__EXERCISE INSTRUCTIONS__
Extract all lines that hold "breaker" from the records below.

+++ INFORMATION +++

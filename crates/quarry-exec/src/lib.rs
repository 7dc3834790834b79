//! # quarry-exec
//!
//! Execution runtime for Quarry: turns phases of a physical plan into
//! streaming, resumable and cancellable data flow.
//!
//! - **Receivers**: the push-based [`RowReceiver`](receiver::RowReceiver)
//!   protocol with pause/resume/stop backpressure, result receivers and the
//!   driver bridging [`BatchIterator`](quarry_data::BatchIterator)s into it
//! - **Contexts**: the [`ExecutionSubContext`](context::ExecutionSubContext)
//!   lifecycle, per-job [`JobExecutionContext`](context::JobExecutionContext)
//!   and the process-wide [`JobContextService`](context::JobContextService)
//! - **Shards**: [`SharedShardContexts`](shard::SharedShardContexts), one
//!   reader per shard per job
//! - **Fan-in**: combinators collapsing N partial results into one
//! - **Phases**: collect, merge and join phases and the
//!   [`ContextPreparer`](phase::ContextPreparer) wiring them together
//!
//! ## Lifecycle
//!
//! ```text
//! ContextPreparer::prepare ──▶ JobExecutionContext ──▶ JobContextService
//!                                  │ prepare / start
//!                                  ▼
//!                        ExecutionSubContext (one per phase)
//!                                  │ drive()
//!                                  ▼
//!                     BatchIterator ──▶ RowReceiver ──▶ ResultReceiver
//! ```

#![warn(missing_docs)]
#![warn(clippy::all)]
#![allow(clippy::module_name_repetitions)]

pub mod completion;
pub mod context;
pub mod fanin;
pub mod phase;
pub mod receiver;
pub mod shard;

pub use completion::Completion;
pub use context::{ExecutionSubContext, JobContextService, JobExecutionContext};
pub use receiver::{ReceiverResult, RowReceiver};
pub use shard::SharedShardContexts;
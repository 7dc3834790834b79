//! Sub-context hooks running one phase.

use std::fmt;
use std::sync::Arc;

use parking_lot::Mutex;

use quarry_common::{QuarryError, QuarryResult};
use quarry_data::breaker::CircuitBreaker;
use quarry_data::{BatchIterator, BoxedBatchIterator, KillSwitch};

use crate::context::{ExecutionSubContext, SubContextHooks};
use crate::receiver::{drive, RowReceiver};

type SourceFactory = Box<dyn FnOnce() -> QuarryResult<BoxedBatchIterator> + Send>;

/// Runs a phase: `prepare` builds the phase's iterator, `start` drives it
/// into the phase's receiver on the tokio runtime and closes the
/// sub-context when the drive ends.
///
/// Before the drive starts a kill goes straight to the iterator and the
/// receiver; afterwards it goes through the kill switch and the drive
/// delivers it.
pub struct PhaseHooks {
    name: String,
    source: Mutex<Option<SourceFactory>>,
    iterator: Mutex<Option<BoxedBatchIterator>>,
    receiver: Arc<dyn RowReceiver>,
    kill_switch: KillSwitch,
    breaker: Option<Arc<CircuitBreaker>>,
}

impl PhaseHooks {
    /// Creates hooks building their iterator with `source` on prepare.
    pub fn new<F>(name: impl Into<String>, source: F, receiver: Arc<dyn RowReceiver>) -> Self
    where
        F: FnOnce() -> QuarryResult<BoxedBatchIterator> + Send + 'static,
    {
        Self {
            name: name.into(),
            source: Mutex::new(Some(Box::new(source))),
            iterator: Mutex::new(None),
            receiver,
            kill_switch: KillSwitch::new(),
            breaker: None,
        }
    }

    /// Reports the bytes held by `breaker` as this phase's usage.
    pub fn with_breaker(mut self, breaker: Arc<CircuitBreaker>) -> Self {
        self.breaker = Some(breaker);
        self
    }

    /// The switch killing a running drive.
    pub fn kill_switch(&self) -> &KillSwitch {
        &self.kill_switch
    }
}

impl SubContextHooks for PhaseHooks {
    fn name(&self) -> &str {
        &self.name
    }

    fn on_prepare(&self) -> QuarryResult<()> {
        let source = self
            .source
            .lock()
            .take()
            .ok_or_else(|| QuarryError::illegal_state(format!("{} already prepared", self.name)))?;
        match source() {
            Ok(iterator) => {
                *self.iterator.lock() = Some(iterator);
                Ok(())
            }
            Err(e) => {
                self.receiver.fail(e.clone());
                Err(e)
            }
        }
    }

    fn on_start(&self, context: &Arc<ExecutionSubContext>) -> QuarryResult<()> {
        let runtime = tokio::runtime::Handle::try_current().map_err(|_| {
            QuarryError::illegal_state(format!("{} must be started on a tokio runtime", self.name))
        })?;
        let mut iterator = self
            .iterator
            .lock()
            .take()
            .ok_or_else(|| QuarryError::illegal_state(format!("{} has no iterator", self.name)))?;
        let receiver = Arc::clone(&self.receiver);
        let kill_switch = self.kill_switch.clone();
        let context = Arc::clone(context);
        runtime.spawn(async move {
            match drive(&mut iterator, receiver.as_ref(), &kill_switch).await {
                Ok(outcome) => {
                    tracing::trace!("{} finished: {:?}", context, outcome);
                    context.close(None);
                }
                Err(e) => {
                    context.close(Some(e));
                }
            }
        });
        Ok(())
    }

    fn on_kill(&self, cause: &QuarryError) -> QuarryResult<()> {
        self.kill_switch.kill(cause.clone());
        let pending = self.iterator.lock().take();
        if let Some(mut iterator) = pending {
            iterator.kill(cause.clone());
            self.receiver.kill(cause.clone());
        } else if self.source.lock().take().is_some() {
            // never prepared
            self.receiver.kill(cause.clone());
        }
        Ok(())
    }

    fn cleanup(&self) {
        self.source.lock().take();
        if let Some(mut iterator) = self.iterator.lock().take() {
            iterator.close();
        }
    }

    fn bytes_used(&self) -> u64 {
        self.breaker.as_ref().map_or(0, |b| b.used())
    }
}

impl fmt::Debug for PhaseHooks {
    fn fmt(&self, f: &mut fmt::Formatter<'_>) -> fmt::Result {
        f.debug_struct("PhaseHooks")
            .field("name", &self.name)
            .field("killed", &self.kill_switch.is_killed())
            .finish()
    }
}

+++

__YOUR SOLUTION__
use quarry_data::breaker::CircuitBreaker;
    breaker: Option<Arc<CircuitBreaker>>,
            breaker: None,
    /// Reports the bytes held by `breaker` as this phase's usage.
    pub fn with_breaker(mut self, breaker: Arc<CircuitBreaker>) -> Self {
        self.breaker = Some(breaker);
        self.breaker.as_ref().map_or(0, |b| b.used())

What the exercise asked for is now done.